Need help with modifying my C++ program.

[tboo]

Im having trouble trying to figure out how to modify my PI program below:

#include <iostream>
#include <cmath>

using namespace std;

int main()
{
double pi= 0;
int accuracy = 2000;
for (long double i=1; i<=accuracy; i++)
{
pi += (long double) pow(-1, i+1)/(2*i-1);
}
pi *= 4;
cout.precision(15);
cout << "My best approximation of PI is: " << pi <<endl;

system("PAUSE");
return 0;
}

What I want to modify is to have have the program run its loop 2000 times & get a result & then 1999 times & get a result. I then want take the average of the two results & output that average.

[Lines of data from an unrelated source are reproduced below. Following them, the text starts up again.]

// Per-identity sessions and the latest-state cache behind the live dashboard

use serde::Serialize;
use std::collections::HashMap;
use std::sync::atomic::{AtomicU64, Ordering};
use std::sync::{PoisonError, RwLock};
use tokio_util::sync::CancellationToken;

use crate::protocol::{LastBuckets, LiveUpdate};

struct AgentSession {
    session_id: u64,
    connected_at: i64,
    version: String,
    last_buckets: LastBuckets,
    batches: u64,
    buckets_accepted: u64,
    buckets_rejected: u64,
    cancel: CancellationToken,
}

/// Returned to the connection task that owns a session.
#[derive(Debug, Clone)]
pub struct SessionHandle {
    pub session_id: u64,
    /// Cancelled when an admin disconnects the identity or a newer connection replaces it.
    pub cancel: CancellationToken,
}

#[derive(Debug, Clone, PartialEq, Serialize)]
pub struct SessionSummary {
    pub server_id: String,
    pub session_id: u64,
    pub connected_at: i64,
    pub version: String,
    pub batches: u64,
    pub buckets_accepted: u64,
    pub buckets_rejected: u64,
    pub last_buckets: LastBuckets,
    pub last_live_at: Option<i64>,
}

#[derive(Default)]
pub struct SessionRegistry {
    sessions: RwLock<HashMap<String, AgentSession>>,
    latest: RwLock<HashMap<String, LiveUpdate>>,
    next_id: AtomicU64,
}

impl SessionRegistry {
    pub fn new() -> Self {
        Self::default()
    }

    /// Registers a freshly authenticated connection. An older session of the same identity
    /// is cancelled and replaced.
    pub fn open(
        &self,
        server_id: &str,
        version: &str,
        last_buckets: LastBuckets,
        now: i64,
    ) -> SessionHandle {
        let session_id = self.next_id.fetch_add(1, Ordering::Relaxed) + 1;
        let cancel = CancellationToken::new();
        let session = AgentSession {
            session_id,
            connected_at: now,
            version: version.to_string(),
            last_buckets,
            batches: 0,
            buckets_accepted: 0,
            buckets_rejected: 0,
            cancel: cancel.clone(),
        };
        let previous = self
            .sessions
            .write()
            .unwrap_or_else(PoisonError::into_inner)
            .insert(server_id.to_string(), session);
        if let Some(previous) = previous {
            tracing::info!(
                server_id,
                replaced_session = previous.session_id,
                session_id,
                "agent reconnected; closing previous session"
            );
            previous.cancel.cancel();
        }
        SessionHandle { session_id, cancel }
    }

    /// Removes the session if it is still the current one for `server_id`.
    pub fn close(&self, server_id: &str, session_id: u64) -> bool {
        let mut sessions = self.sessions.write().unwrap_or_else(PoisonError::into_inner);
        if sessions
            .get(server_id)
            .is_some_and(|s| s.session_id == session_id)
        {
            sessions.remove(server_id);
            return true;
        }
        false
    }

    /// Admin disconnect: cancels only this identity's session.
    pub fn disconnect(&self, server_id: &str) -> bool {
        let sessions = self.sessions.read().unwrap_or_else(PoisonError::into_inner);
        match sessions.get(server_id) {
            Some(s) => {
                s.cancel.cancel();
                true
            }
            None => false,
        }
    }

    pub fn record_batch(
        &self,
        server_id: &str,
        session_id: u64,
        accepted: usize,
        rejected: usize,
        last_buckets: &LastBuckets,
    ) {
        let mut sessions = self.sessions.write().unwrap_or_else(PoisonError::into_inner);
        if let Some(s) = sessions
            .get_mut(server_id)
            .filter(|s| s.session_id == session_id)
        {
            s.batches += 1;
            s.buckets_accepted += accepted as u64;
            s.buckets_rejected += rejected as u64;
            s.last_buckets = last_buckets.clone();
        }
    }

    pub fn update_live(&self, update: LiveUpdate) {
        self.latest
            .write()
            .unwrap_or_else(PoisonError::into_inner)
            .insert(update.server_id.clone(), update);
    }

    pub fn latest(&self, server_id: &str) -> Option<LiveUpdate> {
        self.latest
            .read()
            .unwrap_or_else(PoisonError::into_inner)
            .get(server_id)
            .cloned()
    }

    /// Latest live sample of every agent ever seen by this process, ordered by server id.
    pub fn latest_all(&self) -> Vec<LiveUpdate> {
        let mut all: Vec<LiveUpdate> = self
            .latest
            .read()
            .unwrap_or_else(PoisonError::into_inner)
            .values()
            .cloned()
            .collect();
        all.sort_by(|a, b| a.server_id.cmp(&b.server_id));
        all
    }

    pub fn connected(&self) -> usize {
        self.sessions
            .read()
            .unwrap_or_else(PoisonError::into_inner)
            .len()
    }

    pub fn summaries(&self) -> Vec<SessionSummary> {
        let latest = self.latest.read().unwrap_or_else(PoisonError::into_inner);
        let sessions = self.sessions.read().unwrap_or_else(PoisonError::into_inner);
        let mut out: Vec<SessionSummary> = sessions
            .iter()
            .map(|(server_id, s)| SessionSummary {
                server_id: server_id.clone(),
                session_id: s.session_id,
                connected_at: s.connected_at,
                version: s.version.clone(),
                batches: s.batches,
                buckets_accepted: s.buckets_accepted,
                buckets_rejected: s.buckets_rejected,
                last_buckets: s.last_buckets.clone(),
                last_live_at: latest.get(server_id).map(|u| u.received_at),
            })
            .collect();
        out.sort_by(|a, b| a.server_id.cmp(&b.server_id));
        out
    }
}
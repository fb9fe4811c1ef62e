use anyhow::Result;
use std::sync::Arc;
use std::sync::atomic::AtomicUsize;
use tokio::sync::broadcast;
use tokio_util::sync::CancellationToken;
use vstats::*;

#[tokio::main]
async fn main() -> Result<()> {
    logging::init();

    let app_config = config::AppConfig::load()?;
    let clock: Arc<dyn clock::Clock> = Arc::new(clock::SystemClock);

    let repo = Arc::new(
        bucket_repo::BucketRepo::connect(
            &app_config.database.path,
            app_config.database.max_pool_size,
        )
        .await?,
    );
    repo.init().await?;

    let identities = Arc::new(ingest::StaticIdentities::from_config(&app_config));
    if identities.is_empty() {
        tracing::warn!("No agents configured; every agent will be rejected");
    }
    let (live_tx, _) =
        broadcast::channel::<protocol::LiveUpdate>(app_config.publishing.broadcast_capacity);
    let ingest = Arc::new(ingest::IngestService::new(
        repo.clone(),
        identities,
        live_tx,
        clock.clone(),
        app_config.ingest.max_clock_skew_secs,
    ));

    let shutdown = CancellationToken::new();
    let retention_handle = retention_worker::spawn(
        repo.clone(),
        clock.clone(),
        app_config.retention.clone(),
        shutdown.clone(),
    );

    let dashboard_connections = Arc::new(AtomicUsize::new(0));
    let stats_handle = spawn_stats_log(
        ingest.clone(),
        dashboard_connections.clone(),
        app_config.server.stats_log_interval_secs,
        shutdown.clone(),
    );

    let app = routes::app(ingest, dashboard_connections, app_config.clone());
    let addr = format!("{}:{}", app_config.server.host, app_config.server.port);
    let listener = tokio::net::TcpListener::bind(&addr).await?;
    tracing::info!("Listening on http://{}", addr);

    tokio::select! {
        result = axum::serve(listener, app) => {
            result?;
        }
        _ = shutdown::signal() => {
            tracing::info!("Received shutdown signal");
        }
    }
    shutdown.cancel();
    let _ = retention_handle.await;
    let _ = stats_handle.await;

    Ok(())
}

fn spawn_stats_log(
    ingest: Arc<ingest::IngestService>,
    dashboard_connections: Arc<AtomicUsize>,
    interval_secs: u64,
    shutdown: CancellationToken,
) -> tokio::task::JoinHandle<()> {
    tokio::spawn(async move {
        let mut tick = tokio::time::interval(std::time::Duration::from_secs(interval_secs));
        tick.set_missed_tick_behavior(tokio::time::MissedTickBehavior::Skip);
        loop {
            tokio::select! {
                _ = shutdown.cancelled() => break,
                _ = tick.tick() => {
                    let s = ingest.stats();
                    tracing::info!(
                        agents_connected = ingest.sessions().connected(),
                        dashboard_clients =
                            dashboard_connections.load(std::sync::atomic::Ordering::Relaxed),
                        batches = s.batches,
                        buckets_accepted = s.buckets_accepted,
                        buckets_rejected = s.buckets_rejected,
                        buckets_stale = s.buckets_stale,
                        auth_failures = s.auth_failures,
                        live_updates = s.live_updates,
                        "app stats"
                    );
                }
            }
        }
    })
}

Any help is appreciated.

Thanks

 

[iCyborg]

#include <iostream>
#include <cmath>

using namespace std;

long double getPi(int accuracy)
{
    double pi= 0;
    for (int i=1; i<=accuracy; i++)
    {
        long double denom = (long double) 1/(2*i-1);
        (i%2 == 0) ? pi -= denom : pi+=denom;
    }
    return 4*pi;
}

int main()
{

cout.precision(15);

long double pi2000 = getPi(2000);
long double pi1999 = getPi(1999);

cout << "My best approximation of PI with 2000 iterations is: " << pi2000 <<endl;
cout << "My best approximation of PI with 1999 iterations is: " << pi1999 <<endl;
cout << "Average approximation of PI is: " << (pi2000+pi1999)/2 <<endl;

system("PAUSE");
return 0;
}

 

[iCyborg]

Actually, while the above works, I really don't like to compute 2000 iters and then 1999 from scratch after it was already computed when we did 2000. You could do something like this in main():

long double pi2000 = getPi(2000);

cout << "My best approximation of PI with 2000: " << pi2000 <<endl;
cout << "My best approximation of PI with 1999: " << pi2000 + (long double) 4/3999 <<endl;
cout << "Average approximation of PI is: " << (2*pi2000+(long double) 4/3999)/2 <<endl;

 

[tboo]

Thanks iCyborg!

 

[dealmaster00]

Actually, while the above works, I really don't like to compute 2000 iters and then 1999 from scratch after it was already computed when we did 2000. You could do something like this in main():

long double pi2000 = getPi(2000);

cout << "My best approximation of PI with 2000: " << pi2000 <<endl;
cout << "My best approximation of PI with 1999: " << pi2000 + (long double) 4/3999 <<endl;
cout << "Average approximation of PI is: " << (2*pi2000+(long double) 4/3999)/2 <<endl;

or you could just store the i'th value and the i-1'th value. that way you dont have to do the 4/3999 stuff.